● **YOUR INSTRUCTIONS**
Each line in the entries that has the word "crate" has to be copied.

● **INPUT MATERIAL**
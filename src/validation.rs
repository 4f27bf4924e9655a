//! Schema validation helpers.
//!
//! This module validates a `serde_json::Value` against a [`Schema`]: presence
//! of required attributes, type conformance, nested-block cardinality, and
//! the declarative [`Constraint`](crate::schema::Constraint)s attached to
//! attributes. Providers run it before planning or mutating anything.
//!
//! # Example
//!
//! ```
//! use vercel_provider::schema::{Attribute, Constraint, Schema};
//! use vercel_provider::validation::validate;
//! use serde_json::json;
//!
//! let schema = Schema::v0()
//!     .with_attribute(
//!         "name",
//!         Attribute::required_string()
//!             .with_constraint(Constraint::LengthBetween { min: 1, max: 100 }),
//!     )
//!     .with_attribute("framework", Attribute::optional_string());
//!
//! let diagnostics = validate(&schema, &json!({"name": "my-site"}));
//! assert!(diagnostics.is_empty());
//!
//! // Present but empty: the length constraint fires.
//! let diagnostics = validate(&schema, &json!({"name": ""}));
//! assert_eq!(diagnostics.len(), 1);
//! assert_eq!(diagnostics[0].attribute, Some("name".to_string()));
//! ```

use crate::schema::{
    Attribute, AttributeType, Block, BlockNestingMode, Diagnostic, DiagnosticSeverity, NestedBlock,
    Schema,
};
use crate::validators;
use serde_json::Value;
use std::collections::BTreeMap;

/// Validate a JSON value against a schema.
///
/// Returns a list of diagnostics for any validation errors found.
/// An empty list means the value is valid.
///
/// # Validation Rules
///
/// - Required attributes must be present and non-null
/// - Optional attributes may be absent or null
/// - Computed attributes are skipped (provider sets these)
/// - Attribute types must match the schema
/// - Declarative constraints are checked on present values
/// - Nested blocks are validated recursively with min/max item constraints
pub fn validate(schema: &Schema, value: &Value) -> Vec<Diagnostic> {
    let mut diagnostics = Vec::new();
    validate_block(&schema.block, value, "", &mut diagnostics);
    diagnostics
}

/// Validate a JSON value against a schema, returning Ok if valid or Err with
/// diagnostics.
pub fn validate_result(schema: &Schema, value: &Value) -> Result<(), Vec<Diagnostic>> {
    let diagnostics = validate(schema, value);
    if diagnostics.is_empty() {
        Ok(())
    } else {
        Err(diagnostics)
    }
}

/// Check if a JSON value is valid against a schema.
///
/// Use [`validate`] to get detailed error information.
pub fn is_valid(schema: &Schema, value: &Value) -> bool {
    validate(schema, value).is_empty()
}

fn validate_block(block: &Block, value: &Value, path: &str, diagnostics: &mut Vec<Diagnostic>) {
    let obj = match value {
        Value::Object(map) => map,
        Value::Null => {
            // Null is valid for optional blocks, nothing further to check
            return;
        },
        _ => {
            diagnostics.push(
                Diagnostic::error("Expected object")
                    .with_detail(format!("Got {}", value_type_name(value)))
                    .with_attribute_if_not_empty(path),
            );
            return;
        },
    };

    for (name, attr) in &block.attributes {
        let attr_path = join_path(path, name);
        let attr_value = obj.get(name);
        validate_attribute(attr, attr_value, &attr_path, diagnostics);
    }

    for (name, nested_block) in &block.blocks {
        let block_path = join_path(path, name);
        let block_value = obj.get(name);
        validate_nested_block(nested_block, block_value, &block_path, diagnostics);
    }
}

fn validate_attribute(
    attr: &Attribute,
    value: Option<&Value>,
    path: &str,
    diagnostics: &mut Vec<Diagnostic>,
) {
    // Skip computed-only attributes (provider sets these)
    if attr.flags.computed && !attr.flags.optional && !attr.flags.required {
        return;
    }

    match value {
        None | Some(Value::Null) => {
            if attr.flags.required {
                diagnostics.push(
                    Diagnostic::error(format!("Missing required attribute '{}'", path))
                        .with_detail("This attribute is required and must be provided")
                        .with_attribute(path),
                );
            }
            // Optional attributes can be missing/null; constraints are deferred
        },
        Some(v) => {
            validate_attribute_type(&attr.attr_type, v, path, diagnostics);
            for constraint in &attr.constraints {
                if let Some(diag) = validators::check(constraint, path, v) {
                    diagnostics.push(diag);
                }
            }
        },
    }
}

fn validate_attribute_type(
    attr_type: &AttributeType,
    value: &Value,
    path: &str,
    diagnostics: &mut Vec<Diagnostic>,
) {
    match attr_type {
        AttributeType::String => {
            if !value.is_string() {
                diagnostics.push(type_error(path, "string", value));
            }
        },
        AttributeType::Int64 => {
            if !is_int64(value) {
                diagnostics.push(type_error(path, "int64", value));
            }
        },
        AttributeType::Float64 => {
            if !value.is_number() {
                diagnostics.push(type_error(path, "float64", value));
            }
        },
        AttributeType::Bool => {
            if !value.is_boolean() {
                diagnostics.push(type_error(path, "bool", value));
            }
        },
        AttributeType::List(element_type) | AttributeType::Set(element_type) => {
            // Sets are represented as arrays in JSON
            if let Some(arr) = value.as_array() {
                for (i, elem) in arr.iter().enumerate() {
                    let elem_path = format!("{}.{}", path, i);
                    validate_attribute_type(element_type, elem, &elem_path, diagnostics);
                }
            } else {
                diagnostics.push(type_error(path, "list", value));
            }
        },
        AttributeType::Map(value_type) => {
            if let Some(obj) = value.as_object() {
                for (key, val) in obj {
                    let key_path = format!("{}.{}", path, key);
                    validate_attribute_type(value_type, val, &key_path, diagnostics);
                }
            } else {
                diagnostics.push(type_error(path, "map", value));
            }
        },
        AttributeType::Object(attrs) => {
            if let Some(obj) = value.as_object() {
                validate_object_type(attrs, obj, path, diagnostics);
            } else {
                diagnostics.push(type_error(path, "object", value));
            }
        },
        AttributeType::Dynamic => {
            // Dynamic accepts any value
        },
    }
}

fn validate_object_type(
    attrs: &BTreeMap<String, AttributeType>,
    obj: &serde_json::Map<String, Value>,
    path: &str,
    diagnostics: &mut Vec<Diagnostic>,
) {
    // Object attributes within a type carry no required/optional flags, so
    // presence is not enforced
    for (name, attr_type) in attrs {
        let attr_path = join_path(path, name);
        if let Some(value) = obj.get(name) {
            validate_attribute_type(attr_type, value, &attr_path, diagnostics);
        }
    }
}

fn validate_nested_block(
    nested: &NestedBlock,
    value: Option<&Value>,
    path: &str,
    diagnostics: &mut Vec<Diagnostic>,
) {
    match nested.nesting_mode {
        BlockNestingMode::Single => {
            validate_single_block(nested, value, path, diagnostics);
        },
        BlockNestingMode::List | BlockNestingMode::Set => {
            validate_list_block(nested, value, path, diagnostics);
        },
        BlockNestingMode::Map => {
            validate_map_block(nested, value, path, diagnostics);
        },
    }
}

fn validate_single_block(
    nested: &NestedBlock,
    value: Option<&Value>,
    path: &str,
    diagnostics: &mut Vec<Diagnostic>,
) {
    match value {
        None | Some(Value::Null) => {
            if nested.min_items > 0 {
                diagnostics.push(
                    Diagnostic::error(format!("Missing required block '{}'", path))
                        .with_detail("At least one block is required")
                        .with_attribute(path),
                );
            }
        },
        Some(v) => {
            validate_block(&nested.block, v, path, diagnostics);
        },
    }
}

fn validate_list_block(
    nested: &NestedBlock,
    value: Option<&Value>,
    path: &str,
    diagnostics: &mut Vec<Diagnostic>,
) {
    match value {
        None | Some(Value::Null) => {
            if nested.min_items > 0 {
                diagnostics.push(
                    Diagnostic::error(format!(
                        "Block '{}' requires at least {} item(s)",
                        path, nested.min_items
                    ))
                    .with_attribute(path),
                );
            }
        },
        Some(Value::Array(arr)) => {
            let len = arr.len() as u32;

            if len < nested.min_items {
                diagnostics.push(
                    Diagnostic::error(format!(
                        "Block '{}' requires at least {} item(s), got {}",
                        path, nested.min_items, len
                    ))
                    .with_attribute(path),
                );
            }

            // max_items of 0 means unlimited
            if nested.max_items > 0 && len > nested.max_items {
                diagnostics.push(
                    Diagnostic::error(format!(
                        "Block '{}' allows at most {} item(s), got {}",
                        path, nested.max_items, len
                    ))
                    .with_attribute(path),
                );
            }

            for (i, item) in arr.iter().enumerate() {
                let item_path = format!("{}.{}", path, i);
                validate_block(&nested.block, item, &item_path, diagnostics);
            }
        },
        Some(v) => {
            diagnostics.push(
                Diagnostic::error(format!("Expected list for block '{}'", path))
                    .with_detail(format!("Got {}", value_type_name(v)))
                    .with_attribute(path),
            );
        },
    }
}

fn validate_map_block(
    nested: &NestedBlock,
    value: Option<&Value>,
    path: &str,
    diagnostics: &mut Vec<Diagnostic>,
) {
    match value {
        None | Some(Value::Null) => {
            if nested.min_items > 0 {
                diagnostics.push(
                    Diagnostic::error(format!(
                        "Block '{}' requires at least {} item(s)",
                        path, nested.min_items
                    ))
                    .with_attribute(path),
                );
            }
        },
        Some(Value::Object(obj)) => {
            let len = obj.len() as u32;

            if len < nested.min_items {
                diagnostics.push(
                    Diagnostic::error(format!(
                        "Block '{}' requires at least {} item(s), got {}",
                        path, nested.min_items, len
                    ))
                    .with_attribute(path),
                );
            }

            if nested.max_items > 0 && len > nested.max_items {
                diagnostics.push(
                    Diagnostic::error(format!(
                        "Block '{}' allows at most {} item(s), got {}",
                        path, nested.max_items, len
                    ))
                    .with_attribute(path),
                );
            }

            for (key, item) in obj {
                let item_path = format!("{}.{}", path, key);
                validate_block(&nested.block, item, &item_path, diagnostics);
            }
        },
        Some(v) => {
            diagnostics.push(
                Diagnostic::error(format!("Expected map for block '{}'", path))
                    .with_detail(format!("Got {}", value_type_name(v)))
                    .with_attribute(path),
            );
        },
    }
}

// Helper functions

fn join_path(base: &str, name: &str) -> String {
    if base.is_empty() {
        name.to_string()
    } else {
        format!("{}.{}", base, name)
    }
}

fn value_type_name(value: &Value) -> &'static str {
    match value {
        Value::Null => "null",
        Value::Bool(_) => "bool",
        Value::Number(_) => "number",
        Value::String(_) => "string",
        Value::Array(_) => "array",
        Value::Object(_) => "object",
    }
}

fn is_int64(value: &Value) -> bool {
    match value {
        Value::Number(n) => {
            if n.as_i64().is_some() {
                true
            } else if let Some(f) = n.as_f64() {
                // A float that is actually an integer
                f.fract() == 0.0 && f >= i64::MIN as f64 && f <= i64::MAX as f64
            } else {
                false
            }
        },
        _ => false,
    }
}

fn type_error(path: &str, expected: &str, got: &Value) -> Diagnostic {
    Diagnostic {
        severity: DiagnosticSeverity::Error,
        summary: format!("Invalid type for attribute '{}'", path),
        detail: Some(format!(
            "Expected {}, got {}",
            expected,
            value_type_name(got)
        )),
        attribute: Some(path.to_string()),
    }
}

trait DiagnosticExt {
    fn with_attribute_if_not_empty(self, path: &str) -> Self;
}

impl DiagnosticExt for Diagnostic {
    fn with_attribute_if_not_empty(self, path: &str) -> Self {
        if path.is_empty() {
            self
        } else {
            self.with_attribute(path)
        }
    }
}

● **TASK RESULT**
//! the declarative [`Constraint`](crate::schema::Constraint)s attached to
use crate::schema::{
use crate::validators;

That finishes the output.